Un buen consuelo de aquellos días fue la llamada telefónica de Rafael Escalona, el autor de las canciones que se cantaban y se siguen cantando de este lado del mundo. Barranquilla era un centro vital, por el paso frecuente de los juglares de acordeón que conocíamos en las fiestas de Aracataca, y por su divulgación intensa en las emisoras de la costa caribe. Un cantante muy conocido entonces era Guillermo Buitrago, que se preciaba de mantener al día las novedades de la Provincia. Otro muy popular era Crescencio Salcedo, un indio descalzo que se plantaba en la esquina de la lunchería Americana para cantar a palo seco las canciones de las cosechas propias y ajenas, con una voz que tenía algo de hojalata, pero con un arte muy suyo que lo impuso entre la muchedumbre diaria de la calle San Blas. Buena parte de mi primera juventud la pasé plantado cerca de él, sin saludarlo siquiera, sin dejarme ver, hasta aprenderme de memoria su vasto repertorio de canciones de todos.

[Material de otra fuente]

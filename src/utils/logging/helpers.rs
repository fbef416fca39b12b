//! Simple logging helper functions for selection events

/// Logs a media source change
pub fn log_media_change(previous_levels: usize) {
    tracing::info!(
        "Media change started, discarding {} quality level(s)",
        previous_levels
    );
}

/// Logs a quality level accepted into the catalog
pub fn log_level_ingested(id: usize, dimension: &str, bitrate: u64) {
    tracing::debug!("Discovered level {}: {} @ {} bps", id, dimension, bitrate);
}

/// Logs a level event that was missing width, height or bitrate
pub fn log_level_dropped(id: usize) {
    tracing::debug!("Dropping level {}: incomplete dimensions or bitrate", id);
}

/// Logs a level disabled by the configured height bounds
pub fn log_level_excluded(id: usize, height: u32) {
    tracing::debug!("Level {} excluded by height bounds ({}p)", id, height);
}

/// Logs an explicit level pin
pub fn log_level_pinned(id: usize, enabled: usize) {
    tracing::info!("Pinned quality level {} ({} level(s) enabled)", id, enabled);
}

/// Logs the result of a publish pass
pub fn log_selection_published(label: &str, items: usize, auto_mode: bool) {
    tracing::debug!(
        "Selected quality {} ({} menu item(s), auto: {})",
        label,
        items,
        auto_mode
    );
}
use serde::{Deserialize, Serialize};
use std::fmt;

/// Short categorical label derived from a level's pixel height
#[derive(Debug, Clone, Copy, PartialEq, Eq, Hash, Serialize, Deserialize)]
pub enum ResolutionClass {
    VeryLow,
    Low,
    Standard,
    High,
    FullHigh,
    QuadHigh,
    UltraHigh,
    NotAvailable,
}

impl ResolutionClass {
    /// Looks up the class for `height`; unlisted heights map to `NotAvailable`
    pub fn from_height(height: u32) -> Self {
        match height {
            108 | 144 | 180 | 234 | 240 | 252 => Self::VeryLow,
            360 => Self::Low,
            480 | 486 | 540 => Self::Standard,
            720 => Self::High,
            1080 => Self::FullHigh,
            1440 => Self::QuadHigh,
            2160 | 2304 => Self::UltraHigh,
            _ => Self::NotAvailable,
        }
    }

    pub fn code(&self) -> &'static str {
        match self {
            Self::VeryLow => "VLQ",
            Self::Low => "LQ",
            Self::Standard => "SD",
            Self::High => "HD",
            Self::FullHigh => "FHD",
            Self::QuadHigh => "QHD",
            Self::UltraHigh => "UHD",
            Self::NotAvailable => "N/A",
        }
    }
}

impl fmt::Display for ResolutionClass {
    fn fmt(&self, f: &mut fmt::Formatter<'_>) -> fmt::Result {
        f.write_str(self.code())
    }
}

/// English resolution class name for a height (e.g. "FHD")
pub fn dimension_english_name(height: u32) -> &'static str {
    ResolutionClass::from_height(height).code()
}

/// Marketing name for a height (e.g. "1080p", "4k")
pub fn dimension_marketing_name(height: u32) -> String {
    match height {
        2160 => "4k".to_string(),
        2304 => "True 4k".to_string(),
        _ => format!("{}p", height),
    }
}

La culminación de esa pasión llegó a su clímax una tarde de sopor en que el teléfono me interrumpió cuando escribía «La Jirafa». Una voz igual a las de tantos conocidos de mi infancia me saludó sin fórmulas previas:

– Quihubo, hermano. Soy Rafael Escalona.

Cinco minutos después nos encontramos en un reservado del café Roma para entablar una amistad de toda la vida. Apenas si terminamos los saludos, porque empecé a exprimir a Escalona para que me cantara sus últimas canciones. Versos sueltos, con una voz muy baja y bien medida, que se acompañaba tamboreando con los dedos en la mesa. La poesía popular de nuestras tierras se paseaba con un vestido nuevo en cada estrofa. «Te voy a dar un ramo de nomeolvides para que hagas lo que dice el significado», cantaba. De mi parte, le demostré que sabía de memoria los mejores cantos de su tierra, tomados desde muy niño en el río revuelto de la tradición oral. Pero lo que más le sorprendió fue que yo le hablaba de la Provincia como si la conociera.

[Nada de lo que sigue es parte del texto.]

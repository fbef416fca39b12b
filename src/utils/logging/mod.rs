//! Logging setup for the quality selector
//!
//! This module provides console logging with clean, hierarchical formatting
//! and helper functions for the events the selection engine reports.

mod formatter;
mod helpers;

pub use helpers::{
    log_level_dropped, log_level_excluded, log_level_ingested, log_level_pinned,
    log_media_change, log_selection_published,
};

use tracing::Level;
use tracing_subscriber::{fmt, layer::SubscriberExt, util::SubscriberInitExt, EnvFilter};

use formatter::TreeFormatter;

/// Parses a textual log level, falling back to INFO for unknown values
pub fn parse_level(level: &str) -> Level {
    match level.to_lowercase().as_str() {
        "trace" => Level::TRACE,
        "debug" => Level::DEBUG,
        "info" => Level::INFO,
        "warn" => Level::WARN,
        "error" => Level::ERROR,
        _ => Level::INFO,
    }
}

/// Returns true if `level` names one of the tracing levels
pub fn is_known_level(level: &str) -> bool {
    matches!(
        level.to_lowercase().as_str(),
        "trace" | "debug" | "info" | "warn" | "error"
    )
}

/// Sets up the logging system with the specified configuration
///
/// # Arguments
/// * `level` - Log level (trace, debug, info, warn, error)
/// * `show_timestamps` - Whether to show timestamps in console output
/// * `colored` - Whether to use colored output in console
///
/// # Examples
/// ```no_run
/// use quality_selector::utils::logging::setup_logging;
///
/// setup_logging("info", false, true).expect("Failed to setup logging");
/// ```
pub fn setup_logging(
    level: &str,
    show_timestamps: bool,
    colored: bool,
) -> crate::utils::Result<()> {
    let env_filter = EnvFilter::builder()
        .with_default_directive(parse_level(level).into())
        .from_env_lossy();

    let formatter = TreeFormatter::new(show_timestamps, colored);
    let fmt_layer = fmt::layer()
        .with_target(false)
        .with_level(false) // level is rendered by the formatter
        .event_format(formatter);

    tracing_subscriber::registry()
        .with(env_filter)
        .with(fmt_layer)
        .init();

    Ok(())
}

Días antes, Escalona había viajado en autobús de Villanueva a Valledupar, mientras componía de memoria la música y la letra de una nueva canción para los carnavales del domingo siguiente. Era su método maestro, porque no sabía escribir música ni tocar ningún instrumento. En alguno de los pueblos intermedios subió al bus un trovador errante de abarcas y acordeón, de los ya incontables que recorrían la región para cantar de feria en feria. Escalona lo sentó a su lado y le cantó al oído las dos únicas estrofas terminadas de su nueva canción.

El juglar descendió feliz en Villanueva, y Escalona siguió en el bus hasta Valledupar, donde tuvo que acostarse a sudar la fiebre de cuarenta grados de un resfriado común. Tres días después fue domingo de carnaval, y la canción inconclusa, que Escalona le había cantado en secreto al amigo casual, barrió con toda la música vieja y nueva desde Valledupar hasta el cabo de la Vela. Sólo él supo quién la divulgó mientras sudaba su fiebre de carnaval, y quién le puso el nombre: «La vieja Sara».

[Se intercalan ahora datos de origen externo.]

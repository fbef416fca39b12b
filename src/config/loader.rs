use super::types::*;
use crate::utils::logging::is_known_level;
use crate::utils::{Error, Result};
use serde::{Deserialize, Serialize};
use std::path::{Path, PathBuf};
use tracing::debug;

const CONFIG_DIR_NAME: &str = "quality-selector";
const CONFIG_FILE_NAME: &str = "config.yaml";

#[derive(Debug, Clone, Default, PartialEq, Serialize, Deserialize)]
#[serde(default)]
pub struct Config {
    pub logging: LoggingConfig,
    pub selector: SelectorOptions,
}

impl Config {
    pub fn load<P: AsRef<Path>>(config_path: P) -> Result<Self> {
        let config_str = std::fs::read_to_string(config_path)?;
        let config: Config = serde_yaml::from_str(&config_str)?;
        config.validate()?;
        Ok(config)
    }

    /// Loads `config_path`, then the user config directory, then defaults.
    pub fn load_with_fallback<P: AsRef<Path>>(config_path: P) -> Result<Self> {
        let config_path = config_path.as_ref();
        if config_path.exists() {
            return Self::load(config_path);
        }

        if let Some(user_path) = Self::user_config_path().filter(|p| p.exists()) {
            debug!("Using config from {}", user_path.display());
            return Self::load(user_path);
        }

        debug!(
            "No config found at {}, using defaults",
            config_path.display()
        );
        Ok(Self::default())
    }

    pub fn user_config_path() -> Option<PathBuf> {
        dirs::config_dir().map(|dir| dir.join(CONFIG_DIR_NAME).join(CONFIG_FILE_NAME))
    }

    pub fn validate(&self) -> Result<()> {
        if !is_known_level(&self.logging.level) {
            return Err(Error::validation(format!(
                "Invalid log level: {} (must be one of trace, debug, info, warn, error)",
                self.logging.level
            )));
        }

        let selector = &self.selector;

        if selector.auto_label.trim().is_empty() {
            return Err(Error::validation("auto_label must not be empty"));
        }

        if selector.min_height != 0
            && selector.max_height != 0
            && selector.min_height > selector.max_height
        {
            return Err(Error::validation(format!(
                "min_height ({}) must not exceed max_height ({})",
                selector.min_height, selector.max_height
            )));
        }

        Ok(())
    }
}
//! Tree-style console formatter for selector events

pub mod levels;
pub mod styling;

use chrono::Local;
use console::style;
use std::fmt;
use tracing::field::{Field, Visit};
use tracing::{Event, Level, Subscriber};
use tracing_subscriber::fmt::{format::Writer, FmtContext, FormatEvent, FormatFields};
use tracing_subscriber::registry::LookupSpan;

use levels::determine_event_level;
use styling::{format_level, get_tree_prefix, style_message};

/// Renders each event as one line: optional clock, tree marker, level tag
/// (omitted for INFO) and the styled message.
pub struct TreeFormatter {
    show_timestamps: bool,
    use_color: bool,
}

impl TreeFormatter {
    pub fn new(show_timestamps: bool, use_color: bool) -> Self {
        Self {
            show_timestamps,
            use_color,
        }
    }

    fn clock(&self) -> Option<String> {
        if !self.show_timestamps {
            return None;
        }
        let now = Local::now().format("%H:%M:%S").to_string();
        Some(if self.use_color {
            format!("[{}]", style(now).dim())
        } else {
            format!("[{}]", now)
        })
    }

    fn render(&self, message: &str, level: &Level) -> String {
        let event_level = determine_event_level(message);

        let mut parts: Vec<String> = Vec::with_capacity(4);
        parts.extend(self.clock());
        parts.push(get_tree_prefix(event_level).to_string());

        let tag = format_level(level, self.use_color);
        if !tag.is_empty() {
            parts.push(tag);
        }
        parts.push(style_message(message, event_level, self.use_color));

        parts.join(" ")
    }
}

impl<S, N> FormatEvent<S, N> for TreeFormatter
where
    S: Subscriber + for<'a> LookupSpan<'a>,
    N: for<'a> FormatFields<'a> + 'static,
{
    fn format_event(
        &self,
        _ctx: &FmtContext<'_, S, N>,
        mut writer: Writer<'_>,
        event: &Event<'_>,
    ) -> fmt::Result {
        let mut message = MessageField::default();
        event.record(&mut message);

        writeln!(writer, "{}", self.render(&message.0, event.metadata().level()))
    }
}

#[derive(Default)]
struct MessageField(String);

impl Visit for MessageField {
    fn record_str(&mut self, field: &Field, value: &str) {
        if field.name() == "message" {
            self.0 = value.to_string();
        }
    }

    fn record_debug(&mut self, field: &Field, value: &dyn fmt::Debug) {
        if field.name() == "message" {
            self.0 = format!("{:?}", value);
        }
    }
}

La historia es verídica, pero no es rara en una región y en un gremio donde lo más natural es lo asombroso. El acordeón, que no es un instrumento propio ni generalizado en Colombia, es popular en la provincia de Valledupar, tal vez importado de Aruba y Curazao. Durante la segunda guerra mundial se interrumpió la importación de Alemania, y los que ya estaban en la Provincia sobrevivieron por el cuidado de sus dueños nativos. Uno de ellos fue Leandro Díaz, un carpintero que no sólo era un compositor genial y un maestro del acordeón, sino el único que supo repararlos mientras duró la guerra, a pesar de ser ciego de nacimiento. El modo de vida de esos juglares propios es cantar de pueblo en pueblo los hechos graciosos y simples de la historia cotidiana, en fiestas religiosas o paganas, y muy sobre todo en el desmadre de los carnavales. El de Rafael Escalona era un caso distinto. Hijo del coronel Clemente Escalona, sobrino del célebre obispo Celedón y bachiller del liceo de Santa Marta que lleva su nombre, empezó a componer desde muy niño para escándalo de la familia, que consideraba el cantar con acordeón como un oficio de menestrales. No sólo era el único juglar graduado de bachiller, sino uno de los pocos que sabían leer y escribir en aquellos tiempos, y el hombre más altivo y enamoradizo que existió jamás. Pero no es ni será el último: ahora los hay por cientos y cada vez más jóvenes. Bill Clinton lo entendió así en los días finales de su presidencia, cuando escuchó a un grupo de niños de escuela primaria que viajaron desde la Provincia a cantar para él en la Casa Blanca.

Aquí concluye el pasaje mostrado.